Sunday, February 08, 2009

Rewind #5

Headlights: Some Racing, Some Stopping (2008)

This is music that caters to my pop-flash sensibilities. Sometimes soft and lazy, other times pulsing with a pleasant frenetic energy but in the end always easy on the ear, Some Racing, Some Stopping quickly became one of my favorite albums of the year. Hailing from the mid-west, Headlights have a sound that blossoms in my mind with the colors of life. It's like that movie "Waking Life", how everything has been animated via photoshop and you can make it reflect any color strata you wish. You walk around experiencing everything anew and learning from each interaction. Headlights' music climbs right up into the sun with warm hues that then refract, emanating right out from your chest. It makes the vision in your eyes gloss over into wonderful dreams of hope that you've always knew would come out one day in the future. You've waited for that day all your life and now, with this blessing resonating from your speakers, you realize that it was forever with you and will forever be, just as long as you listen to the rhythm of your heart.

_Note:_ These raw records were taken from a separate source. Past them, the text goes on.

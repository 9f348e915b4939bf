//! Inference entry point. Invoked as a subprocess with a single argument,
//! the path to a JSON request file. The one and only stdout line is the
//! JSON result; all diagnostics go to stderr so the parent process can
//! parse stdout unconditionally.
//!
//! Exit codes: 0 for a scored response or a "no valid resumes" message,
//! 1 for any error (with a JSON error payload on stdout).

use std::path::PathBuf;
use std::process::ExitCode;

use serde_json::json;
use tracing::error;
use tracing_subscriber::{layer::SubscriberExt, util::SubscriberInitExt};

use matcher::config::Config;
use matcher::driver::{self, Outcome};

fn main() -> ExitCode {
    let config = match Config::from_env() {
        Ok(config) => config,
        Err(e) => {
            println!("{}", json!({ "error": format!("configuration error: {e}") }));
            return ExitCode::FAILURE;
        }
    };

    // stdout is the wire; logging must stay on stderr
    tracing_subscriber::registry()
        .with(config.log_filter())
        .with(tracing_subscriber::fmt::layer().with_writer(std::io::stderr))
        .init();

    let request_path: PathBuf = match std::env::args_os().nth(1) {
        Some(arg) => arg.into(),
        None => {
            println!("{}", json!({ "error": "No input file path provided." }));
            return ExitCode::FAILURE;
        }
    };

    match driver::run(&request_path, &config.model_path) {
        Ok(Outcome::Scored(response)) => match serde_json::to_string(&response) {
            Ok(line) => {
                println!("{line}");
                ExitCode::SUCCESS
            }
            Err(e) => {
                error!("failed to encode response: {e}");
                println!(
                    "{}",
                    json!({ "error": format!("failed to encode response: {e}"), "jobId": response.job_id })
                );
                ExitCode::FAILURE
            }
        },
        Ok(Outcome::NoValidResumes { job_id }) => {
            println!(
                "{}",
                json!({ "message": "No valid resumes processed.", "jobId": job_id })
            );
            ExitCode::SUCCESS
        }
        Err(failure) => {
            error!("scoring failed: {}", failure.error);
            let payload = match failure.job_id {
                Some(job_id) => json!({ "error": failure.error.to_string(), "jobId": job_id }),
                None => json!({ "error": failure.error.to_string() }),
            };
            println!("{payload}");
            ExitCode::FAILURE
        }
    }
}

Two Days In Paris: Julie Delpy (2007)

Here's why this movie is so great. It's a creative indie film about a person who takes their significant other home for a couple of days to meet the family and friends from the old days, who eventually gets caught up in the nostalgic appreciations of their youth (as well as the attention of distant lovers) while the person who came along suffers dramatically, feeling out of place, disconnected and worried about losing their partner. It's not very unique idea, especially for an indie film (I think that's the general description of the requirements for being able to submit to Sundance), but a couple of things that make it different is that it's filmed in Paris and it's from the perspective of a woman. Julie Delpy directed Two Days In Paris and starred in the leading role and she gives us such an honest portrayal. All of the conflict that arises throughout the film centers on the way her character must deal with these mixed up emotions, while her boyfriend stumbles around trying so hard not to be overwhelmed by everything that's happening to him. It's so refreshing to view this story through Delpy's perspective. She's confident and charming and afraid of love and eager for attention and supportive of her family but exhausted by them after only a couple of days and confused and wild. She's like so many thirty-something leading guys that we see all the time who don't know what they really want out of life but they're getting closer to middle-age than they probably want to be and now it's time to actually make some definite decisions but it's all so easy to just pretend that they'll never be ready to be so responsible. A basic quandary for so many of our generation. Delpy gives us an intimate film (even using her own parents) that allows us to get deeply into these people's lives and hurt and laugh and smile and cry with them. I knew the moment that it ended that it would be right up here on my list.